» Problem details:
Your answer must be every line of the data that contains "async".

» Saved data entries:
::::::
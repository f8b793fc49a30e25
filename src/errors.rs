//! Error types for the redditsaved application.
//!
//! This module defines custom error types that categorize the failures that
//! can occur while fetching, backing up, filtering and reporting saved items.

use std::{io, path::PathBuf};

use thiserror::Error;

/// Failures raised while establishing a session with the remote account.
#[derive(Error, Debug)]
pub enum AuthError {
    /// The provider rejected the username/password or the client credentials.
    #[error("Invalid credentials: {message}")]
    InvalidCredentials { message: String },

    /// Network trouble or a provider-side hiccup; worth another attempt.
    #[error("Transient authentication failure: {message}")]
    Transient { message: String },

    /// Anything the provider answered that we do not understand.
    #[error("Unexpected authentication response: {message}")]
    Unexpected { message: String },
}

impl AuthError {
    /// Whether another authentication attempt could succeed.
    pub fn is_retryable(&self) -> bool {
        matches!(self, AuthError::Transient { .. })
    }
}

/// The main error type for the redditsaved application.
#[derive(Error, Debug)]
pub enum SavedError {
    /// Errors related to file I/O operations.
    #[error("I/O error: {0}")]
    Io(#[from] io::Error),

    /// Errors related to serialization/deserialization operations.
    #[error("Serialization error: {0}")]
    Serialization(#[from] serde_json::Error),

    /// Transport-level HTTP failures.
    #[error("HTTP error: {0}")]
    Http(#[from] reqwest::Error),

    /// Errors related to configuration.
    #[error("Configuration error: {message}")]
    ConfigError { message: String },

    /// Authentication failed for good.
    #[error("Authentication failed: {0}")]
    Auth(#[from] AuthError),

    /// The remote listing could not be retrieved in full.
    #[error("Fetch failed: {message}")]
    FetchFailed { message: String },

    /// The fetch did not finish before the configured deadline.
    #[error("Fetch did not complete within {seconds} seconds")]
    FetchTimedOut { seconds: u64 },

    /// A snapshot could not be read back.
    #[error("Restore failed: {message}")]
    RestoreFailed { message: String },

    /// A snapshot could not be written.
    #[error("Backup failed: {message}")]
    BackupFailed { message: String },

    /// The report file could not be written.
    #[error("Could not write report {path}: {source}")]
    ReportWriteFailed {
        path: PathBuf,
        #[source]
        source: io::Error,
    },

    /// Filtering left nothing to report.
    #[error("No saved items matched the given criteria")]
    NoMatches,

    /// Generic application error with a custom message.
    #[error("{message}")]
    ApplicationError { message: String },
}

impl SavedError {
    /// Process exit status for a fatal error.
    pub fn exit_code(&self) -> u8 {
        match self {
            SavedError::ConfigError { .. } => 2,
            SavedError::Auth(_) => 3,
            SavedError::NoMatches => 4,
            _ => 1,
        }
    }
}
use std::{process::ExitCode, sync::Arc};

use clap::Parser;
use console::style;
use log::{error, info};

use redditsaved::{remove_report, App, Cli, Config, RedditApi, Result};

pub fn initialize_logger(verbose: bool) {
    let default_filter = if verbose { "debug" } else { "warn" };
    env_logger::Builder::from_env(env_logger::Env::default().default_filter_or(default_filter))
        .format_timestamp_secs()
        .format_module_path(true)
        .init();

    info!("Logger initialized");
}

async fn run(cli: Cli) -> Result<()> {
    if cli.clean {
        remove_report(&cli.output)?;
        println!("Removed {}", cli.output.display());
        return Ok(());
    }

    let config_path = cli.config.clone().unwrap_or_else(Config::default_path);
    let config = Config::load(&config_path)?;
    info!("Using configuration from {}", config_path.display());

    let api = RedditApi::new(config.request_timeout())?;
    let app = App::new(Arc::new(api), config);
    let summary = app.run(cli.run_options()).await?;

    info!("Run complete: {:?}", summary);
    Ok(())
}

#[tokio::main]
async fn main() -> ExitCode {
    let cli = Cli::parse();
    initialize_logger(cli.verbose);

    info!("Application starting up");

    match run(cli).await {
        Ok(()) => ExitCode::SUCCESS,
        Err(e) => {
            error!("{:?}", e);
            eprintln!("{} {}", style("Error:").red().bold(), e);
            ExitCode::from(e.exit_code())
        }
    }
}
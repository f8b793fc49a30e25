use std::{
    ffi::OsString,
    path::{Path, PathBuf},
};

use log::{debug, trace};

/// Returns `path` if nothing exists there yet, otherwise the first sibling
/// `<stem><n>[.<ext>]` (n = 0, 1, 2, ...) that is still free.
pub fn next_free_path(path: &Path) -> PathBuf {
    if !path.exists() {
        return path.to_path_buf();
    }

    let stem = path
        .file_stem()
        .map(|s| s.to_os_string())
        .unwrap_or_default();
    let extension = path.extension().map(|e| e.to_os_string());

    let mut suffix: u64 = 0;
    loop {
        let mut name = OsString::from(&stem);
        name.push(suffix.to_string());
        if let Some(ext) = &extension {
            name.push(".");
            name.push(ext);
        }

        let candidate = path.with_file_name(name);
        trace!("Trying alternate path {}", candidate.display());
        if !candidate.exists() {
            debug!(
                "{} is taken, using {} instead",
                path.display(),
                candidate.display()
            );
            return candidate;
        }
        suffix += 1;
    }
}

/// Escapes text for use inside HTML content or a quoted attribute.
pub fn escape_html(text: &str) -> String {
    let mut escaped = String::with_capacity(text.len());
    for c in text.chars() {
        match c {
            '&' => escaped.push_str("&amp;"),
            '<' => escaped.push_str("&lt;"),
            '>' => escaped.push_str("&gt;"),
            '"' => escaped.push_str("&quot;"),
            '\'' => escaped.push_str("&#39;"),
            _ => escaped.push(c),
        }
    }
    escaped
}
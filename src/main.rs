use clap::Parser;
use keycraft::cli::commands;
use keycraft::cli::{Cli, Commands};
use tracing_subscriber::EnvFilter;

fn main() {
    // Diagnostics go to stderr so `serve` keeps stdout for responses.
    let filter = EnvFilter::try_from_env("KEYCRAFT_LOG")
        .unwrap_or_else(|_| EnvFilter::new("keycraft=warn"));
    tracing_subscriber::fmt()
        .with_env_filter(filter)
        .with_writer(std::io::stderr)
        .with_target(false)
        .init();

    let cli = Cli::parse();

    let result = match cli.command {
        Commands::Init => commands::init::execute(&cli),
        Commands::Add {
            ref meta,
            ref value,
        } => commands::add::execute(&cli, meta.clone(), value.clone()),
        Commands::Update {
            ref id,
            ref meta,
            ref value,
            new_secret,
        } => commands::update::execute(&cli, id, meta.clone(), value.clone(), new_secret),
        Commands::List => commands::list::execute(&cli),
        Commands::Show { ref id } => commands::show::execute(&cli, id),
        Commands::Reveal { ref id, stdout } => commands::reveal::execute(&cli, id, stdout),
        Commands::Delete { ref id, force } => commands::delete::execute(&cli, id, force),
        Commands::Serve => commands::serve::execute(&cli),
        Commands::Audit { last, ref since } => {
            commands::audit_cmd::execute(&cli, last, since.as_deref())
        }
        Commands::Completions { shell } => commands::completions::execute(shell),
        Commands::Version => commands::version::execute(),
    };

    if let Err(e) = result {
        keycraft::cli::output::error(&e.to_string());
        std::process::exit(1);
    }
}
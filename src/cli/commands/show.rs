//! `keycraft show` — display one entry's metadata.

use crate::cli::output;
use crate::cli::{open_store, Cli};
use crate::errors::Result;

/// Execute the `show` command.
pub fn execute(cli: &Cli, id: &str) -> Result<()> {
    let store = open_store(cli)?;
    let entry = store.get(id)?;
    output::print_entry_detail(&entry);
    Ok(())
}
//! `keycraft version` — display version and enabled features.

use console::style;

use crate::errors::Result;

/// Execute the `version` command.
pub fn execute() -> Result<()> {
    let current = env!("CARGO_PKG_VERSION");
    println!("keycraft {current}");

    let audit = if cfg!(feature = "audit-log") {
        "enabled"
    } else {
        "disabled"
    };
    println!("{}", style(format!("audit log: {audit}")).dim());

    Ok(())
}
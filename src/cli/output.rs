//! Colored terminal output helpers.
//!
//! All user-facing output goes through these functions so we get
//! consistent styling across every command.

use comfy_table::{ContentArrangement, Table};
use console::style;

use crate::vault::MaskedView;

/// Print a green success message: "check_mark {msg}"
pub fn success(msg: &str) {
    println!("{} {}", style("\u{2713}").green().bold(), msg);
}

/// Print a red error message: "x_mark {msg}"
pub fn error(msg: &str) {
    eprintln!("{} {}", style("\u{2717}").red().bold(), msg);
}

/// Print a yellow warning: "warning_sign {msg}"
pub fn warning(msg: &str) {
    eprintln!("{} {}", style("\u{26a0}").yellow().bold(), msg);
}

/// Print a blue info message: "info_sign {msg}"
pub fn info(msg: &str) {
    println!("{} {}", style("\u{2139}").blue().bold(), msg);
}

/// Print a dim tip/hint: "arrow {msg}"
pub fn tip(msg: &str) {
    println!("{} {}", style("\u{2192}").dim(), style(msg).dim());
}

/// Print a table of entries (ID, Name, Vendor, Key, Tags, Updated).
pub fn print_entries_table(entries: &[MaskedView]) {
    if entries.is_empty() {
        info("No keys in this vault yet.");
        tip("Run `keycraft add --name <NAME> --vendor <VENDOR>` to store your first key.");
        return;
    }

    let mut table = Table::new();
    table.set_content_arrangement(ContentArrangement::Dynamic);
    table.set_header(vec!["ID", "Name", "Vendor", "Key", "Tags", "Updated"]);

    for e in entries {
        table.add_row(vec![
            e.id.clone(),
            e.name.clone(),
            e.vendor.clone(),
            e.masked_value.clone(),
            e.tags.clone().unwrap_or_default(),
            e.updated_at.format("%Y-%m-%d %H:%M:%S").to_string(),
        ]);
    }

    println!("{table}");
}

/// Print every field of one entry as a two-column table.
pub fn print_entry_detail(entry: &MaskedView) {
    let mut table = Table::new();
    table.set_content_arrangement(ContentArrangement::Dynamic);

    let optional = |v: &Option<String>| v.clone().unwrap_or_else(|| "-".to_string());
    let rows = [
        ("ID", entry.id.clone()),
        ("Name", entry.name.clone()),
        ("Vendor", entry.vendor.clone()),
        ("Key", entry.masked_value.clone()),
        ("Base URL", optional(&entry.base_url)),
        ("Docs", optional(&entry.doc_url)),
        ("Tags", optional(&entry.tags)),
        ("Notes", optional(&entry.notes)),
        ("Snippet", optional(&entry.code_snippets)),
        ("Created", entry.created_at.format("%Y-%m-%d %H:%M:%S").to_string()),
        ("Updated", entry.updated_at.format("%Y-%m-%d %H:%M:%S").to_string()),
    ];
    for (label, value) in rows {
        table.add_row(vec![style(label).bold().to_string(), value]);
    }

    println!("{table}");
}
::::::
» Output below:
async fn run(cli: Cli) -> Result<()> {
async fn main() -> ExitCode {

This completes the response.